Saved data entries
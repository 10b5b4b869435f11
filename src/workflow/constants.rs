//! Workflow constants
//!
//! Context keys shared by the run loop and the step tasks.

/// Context key holding the trigger data of a run
pub const TRIGGER_KEY: &str = "trigger";

/// Context key holding the outputs of successful steps (step id -> output)
pub const OUTPUTS_KEY: &str = "outputs";

/// Suffix for step result keys in context
/// Format: "{step_id}{STEP_RESULT_SUFFIX}"
pub const STEP_RESULT_SUFFIX: &str = ".result";

/// Build the context key holding a step's result
pub fn step_result_key(step_id: &str) -> String {
    format!("{}{}", step_id, STEP_RESULT_SUFFIX)
}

◆ Exercise goal ◆
The answer should be one number, namely how many lines of the entries above include the string "keys".

◆ Solution for this problem ◆
2